══ MATERIAL FOR THIS EXERCISE ══
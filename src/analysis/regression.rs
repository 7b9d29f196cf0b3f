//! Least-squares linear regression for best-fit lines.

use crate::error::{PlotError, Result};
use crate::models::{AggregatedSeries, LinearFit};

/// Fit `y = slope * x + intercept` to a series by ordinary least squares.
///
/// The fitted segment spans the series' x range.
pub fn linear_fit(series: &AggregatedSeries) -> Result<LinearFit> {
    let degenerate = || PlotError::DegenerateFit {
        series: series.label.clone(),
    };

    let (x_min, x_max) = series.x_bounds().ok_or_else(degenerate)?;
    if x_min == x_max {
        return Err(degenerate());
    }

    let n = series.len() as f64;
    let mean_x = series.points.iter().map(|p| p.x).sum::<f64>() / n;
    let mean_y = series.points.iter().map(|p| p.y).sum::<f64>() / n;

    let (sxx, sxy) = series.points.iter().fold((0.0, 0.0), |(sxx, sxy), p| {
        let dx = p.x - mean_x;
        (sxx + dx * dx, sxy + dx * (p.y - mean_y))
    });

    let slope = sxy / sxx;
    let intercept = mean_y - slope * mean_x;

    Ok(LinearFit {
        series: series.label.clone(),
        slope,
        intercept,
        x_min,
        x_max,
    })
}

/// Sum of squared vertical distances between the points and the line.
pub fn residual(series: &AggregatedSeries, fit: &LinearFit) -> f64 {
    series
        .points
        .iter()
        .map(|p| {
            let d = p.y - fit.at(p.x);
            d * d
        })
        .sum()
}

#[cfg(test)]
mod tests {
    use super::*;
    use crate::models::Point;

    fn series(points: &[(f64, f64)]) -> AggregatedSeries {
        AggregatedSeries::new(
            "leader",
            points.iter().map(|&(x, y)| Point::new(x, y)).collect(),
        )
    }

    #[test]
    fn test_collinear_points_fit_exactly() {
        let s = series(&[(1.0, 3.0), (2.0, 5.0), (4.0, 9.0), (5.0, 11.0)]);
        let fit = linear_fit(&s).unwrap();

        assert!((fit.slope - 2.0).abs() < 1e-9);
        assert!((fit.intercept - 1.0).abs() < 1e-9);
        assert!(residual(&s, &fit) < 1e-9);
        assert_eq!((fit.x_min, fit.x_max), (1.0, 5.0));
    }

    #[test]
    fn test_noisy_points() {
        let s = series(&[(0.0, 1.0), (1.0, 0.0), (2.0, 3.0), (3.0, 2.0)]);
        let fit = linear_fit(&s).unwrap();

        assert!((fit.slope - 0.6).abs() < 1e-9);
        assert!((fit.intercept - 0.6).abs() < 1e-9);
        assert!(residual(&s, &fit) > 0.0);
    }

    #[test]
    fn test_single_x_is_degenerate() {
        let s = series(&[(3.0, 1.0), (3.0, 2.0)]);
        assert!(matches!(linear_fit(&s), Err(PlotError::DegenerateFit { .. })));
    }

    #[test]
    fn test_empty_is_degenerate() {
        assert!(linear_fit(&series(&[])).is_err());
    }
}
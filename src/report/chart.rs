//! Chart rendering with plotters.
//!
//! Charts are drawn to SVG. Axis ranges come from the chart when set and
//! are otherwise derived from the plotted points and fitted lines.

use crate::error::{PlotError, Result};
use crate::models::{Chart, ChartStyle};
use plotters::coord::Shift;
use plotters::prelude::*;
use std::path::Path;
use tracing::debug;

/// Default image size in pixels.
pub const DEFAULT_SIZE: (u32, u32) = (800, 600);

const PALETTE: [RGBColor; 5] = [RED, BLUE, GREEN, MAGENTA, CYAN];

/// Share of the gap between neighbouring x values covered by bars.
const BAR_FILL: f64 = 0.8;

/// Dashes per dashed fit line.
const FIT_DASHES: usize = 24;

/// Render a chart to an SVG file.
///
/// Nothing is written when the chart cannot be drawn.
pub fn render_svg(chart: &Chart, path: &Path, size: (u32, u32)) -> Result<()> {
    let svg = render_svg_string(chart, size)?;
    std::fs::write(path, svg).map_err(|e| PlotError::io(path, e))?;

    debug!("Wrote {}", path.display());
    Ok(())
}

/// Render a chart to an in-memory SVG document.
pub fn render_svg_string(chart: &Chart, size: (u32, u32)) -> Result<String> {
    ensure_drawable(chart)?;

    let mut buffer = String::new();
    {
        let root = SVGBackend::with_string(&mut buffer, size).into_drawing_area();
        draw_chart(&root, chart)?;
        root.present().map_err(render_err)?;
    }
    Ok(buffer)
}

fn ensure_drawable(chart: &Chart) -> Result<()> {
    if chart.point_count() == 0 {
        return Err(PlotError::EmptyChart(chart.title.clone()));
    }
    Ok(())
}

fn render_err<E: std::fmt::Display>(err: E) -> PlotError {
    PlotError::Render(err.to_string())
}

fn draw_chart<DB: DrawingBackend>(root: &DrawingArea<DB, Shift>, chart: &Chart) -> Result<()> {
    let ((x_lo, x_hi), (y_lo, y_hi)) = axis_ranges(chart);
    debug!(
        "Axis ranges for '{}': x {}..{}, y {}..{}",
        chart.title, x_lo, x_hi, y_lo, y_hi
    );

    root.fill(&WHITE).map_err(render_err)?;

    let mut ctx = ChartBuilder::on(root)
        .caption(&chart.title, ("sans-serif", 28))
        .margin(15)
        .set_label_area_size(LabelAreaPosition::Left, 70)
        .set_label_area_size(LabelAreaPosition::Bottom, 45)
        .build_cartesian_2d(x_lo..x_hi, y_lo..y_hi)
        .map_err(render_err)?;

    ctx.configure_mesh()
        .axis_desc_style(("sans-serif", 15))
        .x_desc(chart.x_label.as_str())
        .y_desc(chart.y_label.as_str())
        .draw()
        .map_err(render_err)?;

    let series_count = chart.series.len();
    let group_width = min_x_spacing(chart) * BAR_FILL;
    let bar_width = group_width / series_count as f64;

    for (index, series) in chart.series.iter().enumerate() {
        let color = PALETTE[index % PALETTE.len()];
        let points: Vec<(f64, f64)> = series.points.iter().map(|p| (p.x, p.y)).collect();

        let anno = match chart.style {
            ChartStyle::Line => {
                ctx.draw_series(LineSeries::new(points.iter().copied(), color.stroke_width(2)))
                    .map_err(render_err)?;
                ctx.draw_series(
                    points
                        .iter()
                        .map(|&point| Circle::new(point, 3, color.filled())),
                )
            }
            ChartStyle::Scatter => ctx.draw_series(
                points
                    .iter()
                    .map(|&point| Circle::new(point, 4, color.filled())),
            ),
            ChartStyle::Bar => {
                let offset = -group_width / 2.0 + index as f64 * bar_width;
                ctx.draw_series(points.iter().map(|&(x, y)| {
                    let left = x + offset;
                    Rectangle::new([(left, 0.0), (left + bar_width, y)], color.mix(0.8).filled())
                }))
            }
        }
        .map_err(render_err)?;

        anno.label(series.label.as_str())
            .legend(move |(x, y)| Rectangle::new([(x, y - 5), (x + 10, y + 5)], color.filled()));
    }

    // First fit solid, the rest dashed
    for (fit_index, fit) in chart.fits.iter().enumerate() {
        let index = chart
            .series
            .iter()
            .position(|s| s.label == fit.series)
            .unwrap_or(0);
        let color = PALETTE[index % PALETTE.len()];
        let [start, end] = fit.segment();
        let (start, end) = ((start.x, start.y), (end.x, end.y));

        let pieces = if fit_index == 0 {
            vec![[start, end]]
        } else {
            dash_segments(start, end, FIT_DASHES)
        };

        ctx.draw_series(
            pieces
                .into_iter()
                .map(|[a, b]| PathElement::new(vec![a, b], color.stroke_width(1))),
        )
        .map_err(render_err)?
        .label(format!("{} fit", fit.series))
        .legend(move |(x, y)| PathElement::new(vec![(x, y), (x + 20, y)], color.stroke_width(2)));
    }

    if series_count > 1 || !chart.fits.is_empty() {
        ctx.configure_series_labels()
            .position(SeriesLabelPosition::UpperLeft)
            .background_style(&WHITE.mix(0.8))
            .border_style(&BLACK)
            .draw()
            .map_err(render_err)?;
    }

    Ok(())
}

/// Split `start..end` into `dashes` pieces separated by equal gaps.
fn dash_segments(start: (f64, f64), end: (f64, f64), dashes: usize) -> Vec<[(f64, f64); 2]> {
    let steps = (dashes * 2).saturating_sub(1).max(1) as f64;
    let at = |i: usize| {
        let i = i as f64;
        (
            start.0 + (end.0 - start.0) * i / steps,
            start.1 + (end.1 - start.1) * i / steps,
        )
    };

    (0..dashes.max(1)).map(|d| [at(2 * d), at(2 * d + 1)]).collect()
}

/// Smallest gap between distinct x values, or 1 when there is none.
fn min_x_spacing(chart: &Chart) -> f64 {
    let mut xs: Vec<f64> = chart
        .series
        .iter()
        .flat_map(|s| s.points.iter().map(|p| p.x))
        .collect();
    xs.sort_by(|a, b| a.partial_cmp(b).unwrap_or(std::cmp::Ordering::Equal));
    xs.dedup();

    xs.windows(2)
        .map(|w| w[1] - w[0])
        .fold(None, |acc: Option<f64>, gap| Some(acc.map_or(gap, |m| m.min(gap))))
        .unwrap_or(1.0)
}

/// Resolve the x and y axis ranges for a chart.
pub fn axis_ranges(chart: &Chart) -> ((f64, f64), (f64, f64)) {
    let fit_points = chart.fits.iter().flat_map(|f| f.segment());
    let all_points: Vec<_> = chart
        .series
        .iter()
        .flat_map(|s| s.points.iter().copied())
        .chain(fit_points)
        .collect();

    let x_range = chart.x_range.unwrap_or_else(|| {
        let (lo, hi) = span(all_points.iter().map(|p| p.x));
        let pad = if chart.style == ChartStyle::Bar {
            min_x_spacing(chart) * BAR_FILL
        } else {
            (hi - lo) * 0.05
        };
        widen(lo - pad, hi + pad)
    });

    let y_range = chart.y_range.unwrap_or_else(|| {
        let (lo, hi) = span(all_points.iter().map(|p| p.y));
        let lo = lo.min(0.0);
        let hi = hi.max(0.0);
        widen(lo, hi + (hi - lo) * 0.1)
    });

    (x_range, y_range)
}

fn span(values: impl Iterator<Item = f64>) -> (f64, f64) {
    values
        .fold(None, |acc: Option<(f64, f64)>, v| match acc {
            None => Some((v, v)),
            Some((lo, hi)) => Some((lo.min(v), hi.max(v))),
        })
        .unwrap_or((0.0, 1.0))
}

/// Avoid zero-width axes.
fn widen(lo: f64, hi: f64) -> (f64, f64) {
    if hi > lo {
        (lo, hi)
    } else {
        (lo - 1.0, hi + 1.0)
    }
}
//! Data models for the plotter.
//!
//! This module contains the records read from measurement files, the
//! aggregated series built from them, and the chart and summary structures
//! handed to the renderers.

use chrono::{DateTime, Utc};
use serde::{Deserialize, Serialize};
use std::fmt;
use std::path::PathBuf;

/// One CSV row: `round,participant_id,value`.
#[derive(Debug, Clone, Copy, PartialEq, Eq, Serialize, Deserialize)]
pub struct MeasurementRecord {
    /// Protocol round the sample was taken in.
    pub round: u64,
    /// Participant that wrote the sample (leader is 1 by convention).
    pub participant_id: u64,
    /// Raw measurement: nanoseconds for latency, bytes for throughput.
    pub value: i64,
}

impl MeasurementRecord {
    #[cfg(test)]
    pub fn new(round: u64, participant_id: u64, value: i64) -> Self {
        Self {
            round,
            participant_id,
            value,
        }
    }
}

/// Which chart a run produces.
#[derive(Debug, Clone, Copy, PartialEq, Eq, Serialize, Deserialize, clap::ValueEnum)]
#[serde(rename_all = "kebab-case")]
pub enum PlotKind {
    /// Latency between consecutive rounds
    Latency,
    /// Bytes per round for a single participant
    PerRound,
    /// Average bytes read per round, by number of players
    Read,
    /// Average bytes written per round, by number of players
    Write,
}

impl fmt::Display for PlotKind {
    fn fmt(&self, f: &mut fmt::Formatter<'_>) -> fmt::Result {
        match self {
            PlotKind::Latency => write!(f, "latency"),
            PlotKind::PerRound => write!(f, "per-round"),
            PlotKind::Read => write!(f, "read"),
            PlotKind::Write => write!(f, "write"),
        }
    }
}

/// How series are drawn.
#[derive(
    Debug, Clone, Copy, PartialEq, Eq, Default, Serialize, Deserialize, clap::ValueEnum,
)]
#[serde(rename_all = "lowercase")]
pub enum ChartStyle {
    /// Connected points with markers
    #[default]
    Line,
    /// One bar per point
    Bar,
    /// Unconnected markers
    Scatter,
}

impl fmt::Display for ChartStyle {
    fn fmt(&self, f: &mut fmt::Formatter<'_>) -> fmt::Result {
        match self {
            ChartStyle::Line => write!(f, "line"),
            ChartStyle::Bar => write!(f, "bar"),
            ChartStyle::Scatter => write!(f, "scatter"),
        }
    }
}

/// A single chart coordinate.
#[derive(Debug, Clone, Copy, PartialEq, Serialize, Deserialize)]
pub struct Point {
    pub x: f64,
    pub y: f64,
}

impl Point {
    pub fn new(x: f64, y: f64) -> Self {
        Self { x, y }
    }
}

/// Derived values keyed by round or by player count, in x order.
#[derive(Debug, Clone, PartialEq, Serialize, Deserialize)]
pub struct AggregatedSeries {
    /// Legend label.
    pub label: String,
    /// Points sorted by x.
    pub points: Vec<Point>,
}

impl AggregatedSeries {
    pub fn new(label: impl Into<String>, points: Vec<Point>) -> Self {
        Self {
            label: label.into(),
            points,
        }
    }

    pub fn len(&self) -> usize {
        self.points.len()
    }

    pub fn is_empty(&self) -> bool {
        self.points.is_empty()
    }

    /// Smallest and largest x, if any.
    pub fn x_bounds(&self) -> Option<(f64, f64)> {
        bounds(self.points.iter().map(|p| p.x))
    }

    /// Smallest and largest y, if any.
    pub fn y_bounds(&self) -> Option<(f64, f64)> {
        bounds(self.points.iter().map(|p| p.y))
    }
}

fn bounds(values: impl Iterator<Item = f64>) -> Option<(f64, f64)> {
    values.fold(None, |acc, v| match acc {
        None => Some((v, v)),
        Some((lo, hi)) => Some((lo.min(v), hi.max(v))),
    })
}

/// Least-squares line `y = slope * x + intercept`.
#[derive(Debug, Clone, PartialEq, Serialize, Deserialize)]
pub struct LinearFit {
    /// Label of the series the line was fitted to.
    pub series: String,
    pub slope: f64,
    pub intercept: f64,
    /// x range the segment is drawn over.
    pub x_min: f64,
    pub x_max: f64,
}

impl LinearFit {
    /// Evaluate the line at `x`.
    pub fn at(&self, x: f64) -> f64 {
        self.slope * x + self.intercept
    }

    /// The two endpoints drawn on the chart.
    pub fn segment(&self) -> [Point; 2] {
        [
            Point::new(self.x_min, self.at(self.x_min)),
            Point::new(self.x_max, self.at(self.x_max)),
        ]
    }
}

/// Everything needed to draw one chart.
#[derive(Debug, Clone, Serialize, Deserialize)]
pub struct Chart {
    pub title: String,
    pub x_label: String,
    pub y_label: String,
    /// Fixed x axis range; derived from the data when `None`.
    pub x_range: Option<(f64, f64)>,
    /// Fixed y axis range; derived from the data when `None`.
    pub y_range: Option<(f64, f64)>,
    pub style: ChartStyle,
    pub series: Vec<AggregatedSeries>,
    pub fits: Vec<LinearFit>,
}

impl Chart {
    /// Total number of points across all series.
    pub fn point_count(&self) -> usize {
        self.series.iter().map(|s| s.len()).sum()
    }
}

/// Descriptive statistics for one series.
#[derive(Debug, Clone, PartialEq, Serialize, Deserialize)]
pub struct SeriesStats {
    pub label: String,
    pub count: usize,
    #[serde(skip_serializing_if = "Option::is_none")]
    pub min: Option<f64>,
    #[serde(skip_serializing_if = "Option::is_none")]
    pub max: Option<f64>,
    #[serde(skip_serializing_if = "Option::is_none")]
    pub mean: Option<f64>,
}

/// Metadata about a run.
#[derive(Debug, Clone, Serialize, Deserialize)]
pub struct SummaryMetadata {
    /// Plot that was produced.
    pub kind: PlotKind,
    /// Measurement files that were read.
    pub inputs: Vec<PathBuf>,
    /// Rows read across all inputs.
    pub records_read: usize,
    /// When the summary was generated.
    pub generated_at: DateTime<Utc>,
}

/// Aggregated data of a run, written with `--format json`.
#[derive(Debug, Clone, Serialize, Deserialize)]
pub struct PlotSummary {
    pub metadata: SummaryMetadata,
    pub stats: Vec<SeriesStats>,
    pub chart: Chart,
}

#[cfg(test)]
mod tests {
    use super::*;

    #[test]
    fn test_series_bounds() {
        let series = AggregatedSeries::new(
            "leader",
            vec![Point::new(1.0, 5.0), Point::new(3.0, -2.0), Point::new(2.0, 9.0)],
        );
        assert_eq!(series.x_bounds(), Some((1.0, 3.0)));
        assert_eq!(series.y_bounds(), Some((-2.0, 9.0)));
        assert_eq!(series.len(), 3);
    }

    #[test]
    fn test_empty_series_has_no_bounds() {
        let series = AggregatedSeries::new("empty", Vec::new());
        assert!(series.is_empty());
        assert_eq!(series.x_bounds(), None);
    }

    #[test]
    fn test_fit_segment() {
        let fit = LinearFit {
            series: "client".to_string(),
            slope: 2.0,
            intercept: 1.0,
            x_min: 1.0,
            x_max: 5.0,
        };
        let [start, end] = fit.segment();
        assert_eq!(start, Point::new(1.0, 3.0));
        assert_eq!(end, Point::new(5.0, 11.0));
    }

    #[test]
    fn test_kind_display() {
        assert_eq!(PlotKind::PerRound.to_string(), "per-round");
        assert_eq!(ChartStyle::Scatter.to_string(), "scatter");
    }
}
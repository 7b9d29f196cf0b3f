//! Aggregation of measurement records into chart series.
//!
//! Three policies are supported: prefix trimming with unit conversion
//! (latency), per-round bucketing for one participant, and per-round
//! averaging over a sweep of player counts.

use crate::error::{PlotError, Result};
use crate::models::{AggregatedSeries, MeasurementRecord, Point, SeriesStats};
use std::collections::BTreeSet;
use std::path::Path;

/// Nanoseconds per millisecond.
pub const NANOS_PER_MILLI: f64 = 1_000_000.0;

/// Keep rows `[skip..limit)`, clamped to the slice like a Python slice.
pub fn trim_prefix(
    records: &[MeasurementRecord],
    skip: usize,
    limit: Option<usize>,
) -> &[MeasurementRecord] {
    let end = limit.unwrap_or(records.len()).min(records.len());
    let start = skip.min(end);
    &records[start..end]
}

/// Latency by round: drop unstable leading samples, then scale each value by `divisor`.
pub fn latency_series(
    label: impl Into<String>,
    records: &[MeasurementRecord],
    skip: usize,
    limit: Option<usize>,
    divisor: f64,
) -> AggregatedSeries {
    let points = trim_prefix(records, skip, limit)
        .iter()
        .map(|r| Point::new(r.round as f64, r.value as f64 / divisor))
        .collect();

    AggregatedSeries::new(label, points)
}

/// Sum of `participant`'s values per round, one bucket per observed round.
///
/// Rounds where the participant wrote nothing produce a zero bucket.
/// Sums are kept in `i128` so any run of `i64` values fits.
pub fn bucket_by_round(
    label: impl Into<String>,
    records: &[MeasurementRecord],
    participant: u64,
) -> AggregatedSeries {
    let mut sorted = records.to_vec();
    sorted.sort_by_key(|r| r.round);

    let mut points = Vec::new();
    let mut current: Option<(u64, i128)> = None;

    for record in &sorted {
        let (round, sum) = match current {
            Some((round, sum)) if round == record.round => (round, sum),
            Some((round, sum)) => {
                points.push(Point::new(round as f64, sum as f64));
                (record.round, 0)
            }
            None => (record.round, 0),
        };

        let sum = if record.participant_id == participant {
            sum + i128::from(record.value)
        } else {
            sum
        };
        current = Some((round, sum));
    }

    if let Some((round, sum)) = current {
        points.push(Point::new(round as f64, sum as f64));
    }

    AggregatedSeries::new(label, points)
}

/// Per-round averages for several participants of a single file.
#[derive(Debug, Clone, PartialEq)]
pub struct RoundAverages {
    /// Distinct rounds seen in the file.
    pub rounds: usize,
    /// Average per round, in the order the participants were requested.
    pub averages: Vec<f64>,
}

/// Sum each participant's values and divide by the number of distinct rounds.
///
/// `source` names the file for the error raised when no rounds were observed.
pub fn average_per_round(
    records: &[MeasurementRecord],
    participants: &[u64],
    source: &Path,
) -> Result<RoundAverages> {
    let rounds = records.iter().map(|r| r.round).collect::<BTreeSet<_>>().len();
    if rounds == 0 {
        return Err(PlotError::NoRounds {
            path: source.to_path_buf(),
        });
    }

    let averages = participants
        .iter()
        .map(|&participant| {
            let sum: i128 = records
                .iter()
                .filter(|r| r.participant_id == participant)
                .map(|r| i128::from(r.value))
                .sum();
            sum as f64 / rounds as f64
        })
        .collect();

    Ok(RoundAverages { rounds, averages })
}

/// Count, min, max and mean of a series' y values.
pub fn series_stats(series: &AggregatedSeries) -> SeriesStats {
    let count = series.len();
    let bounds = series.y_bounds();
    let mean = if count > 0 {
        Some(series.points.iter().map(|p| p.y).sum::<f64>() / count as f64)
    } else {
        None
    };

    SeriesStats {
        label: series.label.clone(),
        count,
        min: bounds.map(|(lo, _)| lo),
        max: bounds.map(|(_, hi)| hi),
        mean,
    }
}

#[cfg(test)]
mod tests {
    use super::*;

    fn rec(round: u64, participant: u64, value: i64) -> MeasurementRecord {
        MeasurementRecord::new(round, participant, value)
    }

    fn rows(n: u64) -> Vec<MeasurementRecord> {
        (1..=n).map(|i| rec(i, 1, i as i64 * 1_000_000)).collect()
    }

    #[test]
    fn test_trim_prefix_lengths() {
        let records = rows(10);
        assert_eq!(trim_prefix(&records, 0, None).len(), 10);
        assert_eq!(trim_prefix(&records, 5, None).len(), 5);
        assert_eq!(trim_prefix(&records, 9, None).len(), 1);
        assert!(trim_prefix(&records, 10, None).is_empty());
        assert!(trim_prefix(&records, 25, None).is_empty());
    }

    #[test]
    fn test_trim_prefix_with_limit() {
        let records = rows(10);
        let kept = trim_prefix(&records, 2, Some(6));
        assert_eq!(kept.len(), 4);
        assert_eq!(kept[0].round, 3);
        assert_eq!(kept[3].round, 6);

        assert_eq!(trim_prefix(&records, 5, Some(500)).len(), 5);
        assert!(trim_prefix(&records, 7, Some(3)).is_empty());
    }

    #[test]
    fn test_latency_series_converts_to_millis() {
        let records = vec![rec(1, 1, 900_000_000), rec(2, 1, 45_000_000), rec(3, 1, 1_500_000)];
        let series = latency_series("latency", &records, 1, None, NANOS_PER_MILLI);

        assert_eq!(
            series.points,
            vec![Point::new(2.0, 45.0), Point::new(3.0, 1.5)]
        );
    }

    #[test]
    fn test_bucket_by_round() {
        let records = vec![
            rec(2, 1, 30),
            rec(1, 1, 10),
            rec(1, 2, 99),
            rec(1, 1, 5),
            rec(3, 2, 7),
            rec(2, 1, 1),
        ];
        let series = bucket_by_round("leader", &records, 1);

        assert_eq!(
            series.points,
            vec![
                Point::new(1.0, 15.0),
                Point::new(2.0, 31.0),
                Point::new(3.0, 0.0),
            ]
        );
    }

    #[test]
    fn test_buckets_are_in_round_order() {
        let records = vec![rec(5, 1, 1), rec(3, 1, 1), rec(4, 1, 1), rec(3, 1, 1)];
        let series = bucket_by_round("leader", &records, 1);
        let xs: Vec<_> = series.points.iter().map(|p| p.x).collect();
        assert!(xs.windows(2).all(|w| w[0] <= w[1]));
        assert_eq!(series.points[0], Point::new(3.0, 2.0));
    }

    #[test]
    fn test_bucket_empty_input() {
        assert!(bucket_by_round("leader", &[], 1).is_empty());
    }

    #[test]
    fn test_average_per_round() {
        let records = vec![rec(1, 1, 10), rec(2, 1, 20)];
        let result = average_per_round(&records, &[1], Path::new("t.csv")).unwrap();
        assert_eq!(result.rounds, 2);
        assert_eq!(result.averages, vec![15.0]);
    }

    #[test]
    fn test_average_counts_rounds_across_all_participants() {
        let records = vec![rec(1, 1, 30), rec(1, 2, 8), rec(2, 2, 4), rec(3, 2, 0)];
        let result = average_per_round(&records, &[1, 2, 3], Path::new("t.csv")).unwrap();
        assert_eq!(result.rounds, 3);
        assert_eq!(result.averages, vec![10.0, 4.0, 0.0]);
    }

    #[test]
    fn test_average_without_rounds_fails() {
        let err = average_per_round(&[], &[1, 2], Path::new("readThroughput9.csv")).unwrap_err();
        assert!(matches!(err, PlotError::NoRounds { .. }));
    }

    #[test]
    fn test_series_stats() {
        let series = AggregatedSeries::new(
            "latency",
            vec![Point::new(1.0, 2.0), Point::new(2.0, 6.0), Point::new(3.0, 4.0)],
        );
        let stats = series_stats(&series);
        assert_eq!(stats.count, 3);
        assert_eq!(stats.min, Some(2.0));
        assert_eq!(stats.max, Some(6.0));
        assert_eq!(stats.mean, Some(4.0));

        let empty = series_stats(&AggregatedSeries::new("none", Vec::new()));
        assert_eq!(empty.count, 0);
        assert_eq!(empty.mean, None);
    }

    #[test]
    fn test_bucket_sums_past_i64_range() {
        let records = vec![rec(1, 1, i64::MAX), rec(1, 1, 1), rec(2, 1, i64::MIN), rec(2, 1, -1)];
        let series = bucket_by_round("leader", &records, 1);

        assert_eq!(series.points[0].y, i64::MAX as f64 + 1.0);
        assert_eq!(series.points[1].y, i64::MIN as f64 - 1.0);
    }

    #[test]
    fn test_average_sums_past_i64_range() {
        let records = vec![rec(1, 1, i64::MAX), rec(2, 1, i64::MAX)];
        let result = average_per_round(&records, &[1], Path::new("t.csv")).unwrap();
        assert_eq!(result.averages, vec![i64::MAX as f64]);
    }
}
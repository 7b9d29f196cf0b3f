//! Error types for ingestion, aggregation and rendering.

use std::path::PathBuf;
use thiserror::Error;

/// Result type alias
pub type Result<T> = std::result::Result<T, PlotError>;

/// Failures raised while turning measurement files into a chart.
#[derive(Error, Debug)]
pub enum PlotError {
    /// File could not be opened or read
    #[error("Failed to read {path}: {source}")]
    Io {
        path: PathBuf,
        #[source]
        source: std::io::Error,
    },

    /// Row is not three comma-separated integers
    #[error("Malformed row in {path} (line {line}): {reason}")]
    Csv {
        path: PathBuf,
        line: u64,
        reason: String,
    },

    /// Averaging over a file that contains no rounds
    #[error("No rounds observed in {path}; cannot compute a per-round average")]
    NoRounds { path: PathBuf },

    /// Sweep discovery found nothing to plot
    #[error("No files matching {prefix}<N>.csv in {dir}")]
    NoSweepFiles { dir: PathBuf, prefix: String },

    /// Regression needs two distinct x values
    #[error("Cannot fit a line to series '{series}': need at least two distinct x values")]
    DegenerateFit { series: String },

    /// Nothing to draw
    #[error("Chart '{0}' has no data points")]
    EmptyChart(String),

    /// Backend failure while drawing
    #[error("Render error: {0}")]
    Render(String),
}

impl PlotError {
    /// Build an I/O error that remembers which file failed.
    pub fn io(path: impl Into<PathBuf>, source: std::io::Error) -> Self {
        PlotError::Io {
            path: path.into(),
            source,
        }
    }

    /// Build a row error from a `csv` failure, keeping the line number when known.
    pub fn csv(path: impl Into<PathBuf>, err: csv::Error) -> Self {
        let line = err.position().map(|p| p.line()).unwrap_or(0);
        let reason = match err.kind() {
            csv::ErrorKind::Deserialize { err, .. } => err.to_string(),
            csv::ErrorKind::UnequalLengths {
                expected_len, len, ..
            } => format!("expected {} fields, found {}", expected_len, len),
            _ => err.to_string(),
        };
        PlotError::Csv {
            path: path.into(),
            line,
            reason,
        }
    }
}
═══
» DIRECTIONS
If the string "sorted" appears in a line of the entries, report the line.

» EXERCISE OUTPUT
    /// Points sorted by x.
    let mut sorted = records.to_vec();
    sorted.sort_by_key(|r| r.round);
    for record in &sorted {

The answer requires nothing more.